Sharks and rays swim alongside turtles in an impossibly blue ocean beneath my feet, dinosaurs roam the Jurassic skies above, and scenes from alien worlds are captured in miniature within glass cabinets and Perspex bubbles. But this isn’t a zoo or museum, it’s the eccentric and enchanting Kaiyodo Hobby Train.
The carriages are decorated with sea life and prehistoric creatures, covering the floor, ceiling, seats and curtains. This tiny two-car train is transporting us along the Yodo Line between Kubokawa and Uwajima, through the mountain valleys of Shikoku.
The train is a travelling advertisement for the Kaiyodo Hobby Museum in Shimanto, home to more than 10,000 toy figures. It’s delightful, and entirely unexpected – something the Japanese would describe as Ureshii odoroki, or happy surprise.
We’ve taken doughnuts on board for a late breakfast, but our taste buds turn somersaults when we discover that inside each “doughnut” is a hard-boiled egg encased in vegetable curry. We have accidentally picked up kare pan, or curry bread. Not such a happy surprise!
The journey is two hours to Uwajima on the west coast. We follow the route of the winding Shimanto river, tilting around tight bends that tip the train into mountain tunnels, and occasionally we’re overtaken by graceful cranes. At the frequent tiny stations the train collects and deposits glossy-fringed schoolchildren glued to their smartphones and pensioners carrying bags of shopping.
Halfway through our journey a woman joins the train selling tea and snacks. We exchange names, and buy chilled green tea. Mitsuko points out scenery, chattering in Japanese, giggling at a narrow bridge without railings that spans the river below.

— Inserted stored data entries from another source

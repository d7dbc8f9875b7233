use anyhow::{Result, anyhow, bail};
use async_trait::async_trait;
use chrono::{TimeZone, Utc};
use reqwest::Url;
use serde::Deserialize;
use std::sync::Arc;
use std::time::Duration;
use tracing::{debug, info, instrument};

use crate::core::cache::{Cache, Clock};
use crate::core::currency::CurrencyRateProvider;
use crate::core::price::PriceSeriesProvider;
use crate::core::series::{PricePoint, PriceSeries};
use crate::providers::util::{USER_AGENT, lookback_start, with_retry};

const RETRIES: usize = 2;
const RETRY_DELAY_MS: u64 = 250;

// YahooFinanceProvider implementation for PriceSeriesProvider
pub struct YahooFinanceProvider {
    base_url: String,
    cache: Arc<dyn Cache<String, PriceSeries>>,
    clock: Arc<dyn Clock>,
    ttl: Duration,
}

impl YahooFinanceProvider {
    pub fn new(
        base_url: &str,
        cache: Arc<dyn Cache<String, PriceSeries>>,
        clock: Arc<dyn Clock>,
        ttl: Duration,
    ) -> Self {
        YahooFinanceProvider {
            base_url: base_url.trim_end_matches('/').to_string(),
            cache,
            clock,
            ttl,
        }
    }
}

#[derive(Deserialize, Debug)]
struct YahooChartResponse {
    chart: ChartBody,
}

#[derive(Deserialize, Debug)]
struct ChartBody {
    #[serde(default)]
    result: Option<Vec<ChartItem>>,
    #[serde(default)]
    error: Option<ChartError>,
}

#[derive(Deserialize, Debug)]
struct ChartError {
    code: String,
    #[serde(default)]
    description: String,
}

#[derive(Deserialize, Debug)]
struct ChartItem {
    timestamp: Option<Vec<i64>>,
    indicators: Option<Indicators>,
}

#[derive(Deserialize, Debug)]
struct Indicators {
    quote: Vec<Quote>,
}

#[derive(Deserialize, Debug)]
struct Quote {
    close: Option<Vec<Option<f64>>>,
}
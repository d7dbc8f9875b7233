//! JSON HTTP surface over the projection and exchange-rate services.

pub mod handlers;

use std::sync::Arc;

use anyhow::Context;
use axum::{
    Router,
    routing::{get, post},
};
use tower_http::{
    cors::{Any, CorsLayer},
    trace::TraceLayer,
};

use crate::core::currency::ExchangeRateService;
use crate::core::projection::ProjectionService;
use handlers::{calculate, client_settings, exchange_rates, health_check, list_assets, prices};

/// Shared application state
#[derive(Clone)]
pub struct AppState {
    pub projections: Arc<ProjectionService>,
    pub exchange_rates: Arc<ExchangeRateService>,
    pub settings: Arc<serde_json::Map<String, serde_json::Value>>,
}

pub fn router(state: AppState) -> Router {
    let cors = CorsLayer::new()
        .allow_origin(Any)
        .allow_methods(Any)
        .allow_headers(Any);

    Router::new()
        .route("/health", get(health_check))
        .route("/api/assets", get(list_assets))
        .route("/api/prices", post(prices))
        .route("/api/calculate", post(calculate))
        .route("/api/exchange-rates", get(exchange_rates))
        .route("/api/settings", get(client_settings))
        .layer(cors)
        .layer(TraceLayer::new_for_http())
        .with_state(state)
}

pub async fn serve(state: AppState, bind_addr: &str) -> anyhow::Result<()> {
    let listener = tokio::net::TcpListener::bind(bind_addr)
        .await
        .with_context(|| format!("Failed to bind {bind_addr}"))?;

    tracing::info!("Server listening on http://{}", listener.local_addr()?);
    tracing::info!("  GET  /health");
    tracing::info!("  GET  /api/assets");
    tracing::info!("  POST /api/prices");
    tracing::info!("  POST /api/calculate");
    tracing::info!("  GET  /api/exchange-rates");
    tracing::info!("  GET  /api/settings");

    axum::serve(listener, router(state)).await?;
    Ok(())
}
use super::ui;
use crate::core::currency::{ExchangeRateService, ExchangeRates};
use anyhow::Result;
use comfy_table::{Cell, CellAlignment};

pub fn render(rates: &ExchangeRates) -> String {
    let mut table = ui::new_styled_table();
    table.set_header(vec![ui::header_cell("Pair"), ui::header_cell("Rate")]);
    for (quote, rate) in &rates.rates {
        table.add_row(vec![
            Cell::new(format!("{}/{}", rates.base, quote)),
            Cell::new(format!("{rate:.4}")).set_alignment(CellAlignment::Right),
        ]);
    }

    format!(
        "{}\n\n{}\n{}",
        ui::style_text("Exchange rates", ui::StyleType::Title),
        table,
        ui::style_text(
            &format!("As of {}", rates.cached_date),
            ui::StyleType::Subtle
        )
    )
}

pub async fn run(service: &ExchangeRateService, json: bool) -> Result<()> {
    let pb = ui::new_spinner("Fetching exchange rates...");
    let rates = service.usd_rates().await;
    pb.finish_and_clear();
    let rates = rates?;

    if json {
        println!("{}", serde_json::to_string_pretty(&rates)?);
    } else {
        println!("{}", render(&rates));
    }
    Ok(())
}
use super::ui;
use crate::core::assets::{AssetRegistry, AssetType};
use anyhow::Result;
use comfy_table::{Cell, CellAlignment};

pub fn render(registry: &AssetRegistry, lang: &str) -> String {
    let mut table = ui::new_styled_table();
    table.set_header(vec![
        ui::header_cell("Id"),
        ui::header_cell("Name"),
        ui::header_cell("Type"),
        ui::header_cell("Source"),
        ui::header_cell("Years"),
    ]);

    for asset in registry.sorted() {
        let source = match asset.asset_type {
            AssetType::Cash => format!("{:.2}% p.a.", asset.cash_rate() * 100.0),
            _ => asset.symbol.clone().unwrap_or_else(|| "N/A".to_string()),
        };
        let name = match &asset.icon {
            Some(icon) => format!("{icon} {}", asset.display_name(lang)),
            None => asset.display_name(lang).to_string(),
        };
        let default_years = asset
            .default_years_ago
            .map_or_else(|| "-".to_string(), |y| y.to_string());

        table.add_row(vec![
            Cell::new(&asset.id),
            Cell::new(name),
            Cell::new(asset.asset_type.to_string()),
            Cell::new(source),
            Cell::new(default_years).set_alignment(CellAlignment::Right),
        ]);
    }

    format!(
        "{}\n\n{}",
        ui::style_text("Supported assets", ui::StyleType::Title),
        table
    )
}

pub fn run(registry: &AssetRegistry, lang: &str, json: bool) -> Result<()> {
    if json {
        println!("{}", serde_json::to_string_pretty(&registry.sorted())?);
    } else {
        println!("{}", render(registry, lang));
    }
    Ok(())
}
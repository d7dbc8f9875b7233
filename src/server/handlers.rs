//! HTTP handlers

use axum::{
    Json,
    extract::{State, rejection::JsonRejection},
    http::StatusCode,
    response::{IntoResponse, Response},
};
use serde::{Deserialize, Serialize};

use crate::core::assets::AssetDefinition;
use crate::core::currency::ExchangeRates;
use crate::core::projection::{
    MAX_LOOKBACK_DAYS, ProjectionError, ProjectionRequest, RequestError,
};
use crate::core::series::PriceSeries;
use crate::core::simulator::SimulationResult;
use crate::server::AppState;

const DEFAULT_PRICE_DAYS: u32 = 365;

// ============================================================================
// Request / Response Types
// ============================================================================

#[derive(Serialize)]
pub struct HealthResponse {
    pub status: &'static str,
    pub version: &'static str,
}

#[derive(Debug, Deserialize)]
#[serde(rename_all = "camelCase")]
pub struct PricesRequest {
    #[serde(default)]
    pub asset_id: Option<String>,
    #[serde(default)]
    pub days: Option<u32>,
}

#[derive(Debug, Serialize)]
pub struct RatesResponse {
    pub success: bool,
    #[serde(flatten)]
    pub rates: ExchangeRates,
}

#[derive(Debug, Serialize)]
pub struct ErrorResponse {
    pub error: String,
    #[serde(skip_serializing_if = "Option::is_none")]
    pub details: Option<String>,
}

/// Failure returned to HTTP callers: 400 for bad input, 500 for everything else.
#[derive(Debug)]
pub enum ApiError {
    BadRequest(String),
    Internal(String),
}

impl IntoResponse for ApiError {
    fn into_response(self) -> Response {
        let (status, body) = match self {
            ApiError::BadRequest(error) => (
                StatusCode::BAD_REQUEST,
                ErrorResponse {
                    error,
                    details: None,
                },
            ),
            ApiError::Internal(details) => (
                StatusCode::INTERNAL_SERVER_ERROR,
                ErrorResponse {
                    error: "Internal server error".to_string(),
                    details: Some(details),
                },
            ),
        };
        (status, Json(body)).into_response()
    }
}

impl From<RequestError> for ApiError {
    fn from(err: RequestError) -> Self {
        ApiError::BadRequest(err.to_string())
    }
}

impl From<ProjectionError> for ApiError {
    fn from(err: ProjectionError) -> Self {
        match err {
            ProjectionError::Invalid(invalid) => invalid.into(),
            other => {
                tracing::error!(error = %other, "Projection failed");
                ApiError::Internal(other.to_string())
            }
        }
    }
}

impl From<JsonRejection> for ApiError {
    fn from(rejection: JsonRejection) -> Self {
        ApiError::BadRequest(rejection.body_text())
    }
}

// ============================================================================
// Handlers
// ============================================================================

pub async fn health_check() -> Json<HealthResponse> {
    Json(HealthResponse {
        status: "ok",
        version: env!("CARGO_PKG_VERSION"),
    })
}

/// Supported assets ordered for display.
pub async fn list_assets(State(state): State<AppState>) -> Json<Vec<AssetDefinition>> {
    Json(state.projections.registry().sorted())
}

/// Client settings from the config file, returned unchanged.
pub async fn client_settings(
    State(state): State<AppState>,
) -> Json<serde_json::Map<String, serde_json::Value>> {
    Json(state.settings.as_ref().clone())
}

pub async fn prices(
    State(state): State<AppState>,
    payload: Result<Json<PricesRequest>, JsonRejection>,
) -> Result<Json<PriceSeries>, ApiError> {
    let Json(payload) = payload?;
    let asset_id = payload
        .asset_id
        .filter(|id| !id.is_empty())
        .ok_or_else(|| ApiError::BadRequest("assetId is required".to_string()))?;
    let asset = state
        .projections
        .registry()
        .find(&asset_id)
        .ok_or(RequestError::UnknownAsset)?
        .clone();

    let days = payload
        .days
        .filter(|d| *d > 0)
        .unwrap_or(DEFAULT_PRICE_DAYS);
    if days > MAX_LOOKBACK_DAYS {
        return Err(RequestError::LookbackOutOfRange.into());
    }
    let series = state
        .projections
        .price_series(&asset, days)
        .await
        .map_err(|e| {
            tracing::error!(asset = %asset.id, error = %e, "Price fetch failed");
            ApiError::Internal(format!("{e:#}"))
        })?;

    Ok(Json(series))
}

pub async fn calculate(
    State(state): State<AppState>,
    payload: Result<Json<ProjectionRequest>, JsonRejection>,
) -> Result<Json<SimulationResult>, ApiError> {
    let Json(request) = payload?;
    let result = state.projections.project(&request).await?;
    Ok(Json(result))
}

pub async fn exchange_rates(State(state): State<AppState>) -> Response {
    match state.exchange_rates.usd_rates().await {
        Ok(rates) => Json(RatesResponse {
            success: true,
            rates,
        })
        .into_response(),
        Err(e) => {
            tracing::error!(error = %e, "Failed to fetch exchange rates");
            (
                StatusCode::INTERNAL_SERVER_ERROR,
                Json(serde_json::json!({
                    "success": false,
                    "error": format!("{e:#}"),
                })),
            )
                .into_response()
        }
    }
}
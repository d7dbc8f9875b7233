//! Currency conversion abstractions

use crate::core::cache::{Cache, Clock};
use anyhow::{Context, Result, bail};
use async_trait::async_trait;
use chrono::NaiveDate;
use futures::future::join_all;
use serde::{Deserialize, Serialize};
use std::collections::BTreeMap;
use std::sync::Arc;
use std::time::Duration;
use tracing::{debug, info};

/// Currencies quoted against USD by default.
pub const DEFAULT_QUOTES: [&str; 3] = ["KRW", "JPY", "CNY"];

const DAY: Duration = Duration::from_secs(24 * 60 * 60);

#[async_trait]
pub trait CurrencyRateProvider: Send + Sync {
    /// Units of `to` per one unit of `from`.
    async fn get_rate(&self, from: &str, to: &str) -> Result<f64>;
}

#[derive(Debug, Clone, PartialEq, Serialize, Deserialize)]
#[serde(rename_all = "camelCase")]
pub struct ExchangeRates {
    pub base: String,
    pub rates: BTreeMap<String, f64>,
    pub cached_date: NaiveDate,
}

/// Fetches a fixed set of rates in parallel and keeps them for the calendar day.
pub struct ExchangeRateService {
    provider: Arc<dyn CurrencyRateProvider>,
    cache: Arc<dyn Cache<NaiveDate, ExchangeRates>>,
    clock: Arc<dyn Clock>,
    base: String,
    quotes: Vec<String>,
}

impl ExchangeRateService {
    pub fn new(
        provider: Arc<dyn CurrencyRateProvider>,
        cache: Arc<dyn Cache<NaiveDate, ExchangeRates>>,
        clock: Arc<dyn Clock>,
    ) -> Self {
        Self {
            provider,
            cache,
            clock,
            base: "USD".to_string(),
            quotes: DEFAULT_QUOTES.iter().map(|q| q.to_string()).collect(),
        }
    }

    pub async fn usd_rates(&self) -> Result<ExchangeRates> {
        let today = self.clock.now().date_naive();
        if let Some(cached) = self.cache.get(&today).await {
            return Ok(cached);
        }

        info!(base = %self.base, quotes = ?self.quotes, "Fetching exchange rates");
        let futures = self.quotes.iter().map(|quote| async move {
            let rate = self.provider.get_rate(&self.base, quote).await;
            (quote.clone(), rate)
        });

        let mut rates = BTreeMap::new();
        for (quote, rate) in join_all(futures).await {
            let rate =
                rate.with_context(|| format!("Failed to fetch {}/{} rate", self.base, quote))?;
            if !rate.is_finite() || rate <= 0.0 {
                bail!("Invalid {}/{} rate: {}", self.base, quote, rate);
            }
            debug!(%quote, rate, "Fetched rate");
            rates.insert(quote, rate);
        }

        let result = ExchangeRates {
            base: self.base.clone(),
            rates,
            cached_date: today,
        };
        self.cache.put(today, result.clone(), Some(DAY)).await;
        Ok(result)
    }
}
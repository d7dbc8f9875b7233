use anyhow::{Error, anyhow};
use chrono::{DateTime, TimeDelta, Utc};
use std::future::Future;
use std::time::Duration;
use tracing::debug;

/// User agent sent to upstream price services.
pub const USER_AGENT: &str = "Mozilla/5.0 (compatible; longterm/0.1)";

/// Start of a window of `days` days ending at `end`.
pub fn lookback_start(end: DateTime<Utc>, days: u32) -> Result<DateTime<Utc>, Error> {
    TimeDelta::try_days(i64::from(days))
        .and_then(|window| end.checked_sub_signed(window))
        .ok_or_else(|| anyhow!("Lookback of {days} days is out of range"))
}

/// Retries a request while it fails at the transport level.
///
/// # Parameters
/// - `operation`: Closure returning the request future
/// - `retries`: Extra attempts after the first one
/// - `delay_ms`: Base delay, multiplied by the attempt number
///
/// HTTP status errors and body decoding failures are returned immediately;
/// only connect, timeout and request-building failures are retried.
pub async fn with_retry<F, Fut, T>(
    mut operation: F,
    retries: usize,
    delay_ms: u64,
) -> Result<T, Error>
where
    F: FnMut() -> Fut,
    Fut: Future<Output = Result<T, reqwest::Error>>,
{
    let mut attempt = 1;
    loop {
        match operation().await {
            Ok(val) => return Ok(val),
            Err(err) => {
                let transient = err.is_connect() || err.is_timeout();
                if !transient || attempt > retries {
                    return Err(err.into());
                }
                debug!(
                    "Attempt {}/{} failed: {}. Retrying...",
                    attempt,
                    retries + 1,
                    err
                );
                tokio::time::sleep(Duration::from_millis(delay_ms * attempt as u64)).await;
                attempt += 1;
            }
        }
    }
}

#[cfg(test)]
mod tests {
    use super::*;
    use std::sync::atomic::{AtomicUsize, Ordering};
    use wiremock::matchers::method;
    use wiremock::{Mock, MockServer, ResponseTemplate};

    #[test]
    fn test_lookback_start() {
        let end = DateTime::parse_from_rfc3339("2025-01-10T00:00:00Z")
            .unwrap()
            .with_timezone(&Utc);

        let start = lookback_start(end, 365).unwrap();
        assert_eq!(start.to_rfc3339(), "2024-01-11T00:00:00+00:00");

        let err = lookback_start(end, u32::MAX).unwrap_err();
        assert_eq!(err.to_string(), "Lookback of 4294967295 days is out of range");
    }

    #[tokio::test]
    async fn test_connect_errors_are_retried() {
        // Grab a free port, then close it so connections are refused
        let url = {
            let listener = std::net::TcpListener::bind("127.0.0.1:0").unwrap();
            format!("http://{}", listener.local_addr().unwrap())
        };
        let client = reqwest::Client::new();
        let attempts = AtomicUsize::new(0);

        let result = with_retry(
            || {
                attempts.fetch_add(1, Ordering::SeqCst);
                client.get(&url).send()
            },
            2,
            1,
        )
        .await;

        assert!(result.is_err());
        assert_eq!(attempts.load(Ordering::SeqCst), 3);
    }

    #[tokio::test]
    async fn test_successful_response_is_not_retried() {
        let mock_server = MockServer::start().await;
        Mock::given(method("GET"))
            .respond_with(ResponseTemplate::new(503))
            .expect(1)
            .mount(&mock_server)
            .await;

        let client = reqwest::Client::new();
        let response = with_retry(|| client.get(mock_server.uri()).send(), 3, 1)
            .await
            .unwrap();

        // Status errors are the caller's concern
        assert_eq!(response.status().as_u16(), 503);
    }
}
use comfy_table::modifiers::UTF8_ROUND_CORNERS;
use comfy_table::presets::UTF8_FULL;
use comfy_table::{Attribute, Cell, CellAlignment, Color, ContentArrangement, Table};
use console::style;
use indicatif::{ProgressBar, ProgressStyle};
use std::time::Duration;

/// Defines different styles for text elements.
pub enum StyleType {
    Title,
    TotalLabel,
    TotalValue,
    Subtle,
}

/// Applies a consistent style to a string.
pub fn style_text(text: &str, style_type: StyleType) -> String {
    let styled = match style_type {
        StyleType::Title => style(text).bold().underlined(),
        StyleType::TotalLabel => style(text).bold(),
        StyleType::TotalValue => style(text).green().bold(),
        StyleType::Subtle => style(text).dim(),
    };
    styled.to_string()
}

/// Creates a new `comfy_table::Table` with standard styling.
pub fn new_styled_table() -> Table {
    let mut table = Table::new();
    table
        .load_preset(UTF8_FULL)
        .apply_modifier(UTF8_ROUND_CORNERS)
        .set_content_arrangement(ContentArrangement::Dynamic);
    table
}

/// Creates a styled header cell for a table.
pub fn header_cell(text: &str) -> Cell {
    Cell::new(text)
        .fg(Color::Cyan)
        .add_attribute(Attribute::Bold)
}

/// Right-aligned amount with two decimals.
pub fn amount_cell(value: f64) -> Cell {
    Cell::new(format_amount(value)).set_alignment(CellAlignment::Right)
}

/// Creates a cell for displaying percentage change with color coding.
pub fn change_cell(change: f64) -> Cell {
    let text = format!("{change:.2}%");
    let color = if change >= 0.0 {
        Color::Green
    } else {
        Color::Red
    };
    Cell::new(text)
        .fg(color)
        .add_attribute(Attribute::Bold)
        .set_alignment(CellAlignment::Right)
}

/// Groups the integer part by thousands: `1234567.891` becomes `1,234,567.89`.
pub fn format_amount(value: f64) -> String {
    let formatted = format!("{:.2}", value.abs());
    let (int_part, frac_part) = formatted.split_once('.').unwrap_or((&formatted, "00"));

    let mut grouped = String::with_capacity(int_part.len() + int_part.len() / 3);
    for (i, ch) in int_part.chars().enumerate() {
        if i > 0 && (int_part.len() - i) % 3 == 0 {
            grouped.push(',');
        }
        grouped.push(ch);
    }

    let sign = if value < 0.0 { "-" } else { "" };
    format!("{sign}{grouped}.{frac_part}")
}

/// Creates a ticking spinner for a single long-running fetch.
pub fn new_spinner(message: &str) -> ProgressBar {
    let pb = ProgressBar::new_spinner();
    if let Ok(spinner_style) = ProgressStyle::with_template("{spinner:.green} {msg} [{elapsed}]") {
        pb.set_style(spinner_style);
    }
    pb.set_message(message.to_string());
    pb.enable_steady_tick(Duration::from_millis(100));
    pb
}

We grin enthusiastically, although it appears tame compared with the vine bridges we have seen in the Iya Valley.
We nod and smile at miniature paddy fields glinting like emeralds, trees weighed heavy with Mikan oranges, and rice straw drying on splay-legged racks, creating the illusion of huge, shaggy cattle.
When our self-appointed guide is called back to her tea trolley I turn my attention to the guidebook and discover that our next overnight stop has a bonus attraction at the Taga Shinto fertility shrine: a large wooden phallus. Apparently the 6ft-long carving is carried aloft around Uwajima town on festival days, and I decide it’s worth a voyeuristic peek.
As I plan an itinerary, Mitsuko returns to offer us a gift of sweet bean paste balls. I examine them, but they are too small to conceal curry or boiled eggs. I take a bite as she nods. “Ureshii odoroki!” Delicious surprise! Mitsuko sums up our journey on the Yodo Line in just two words.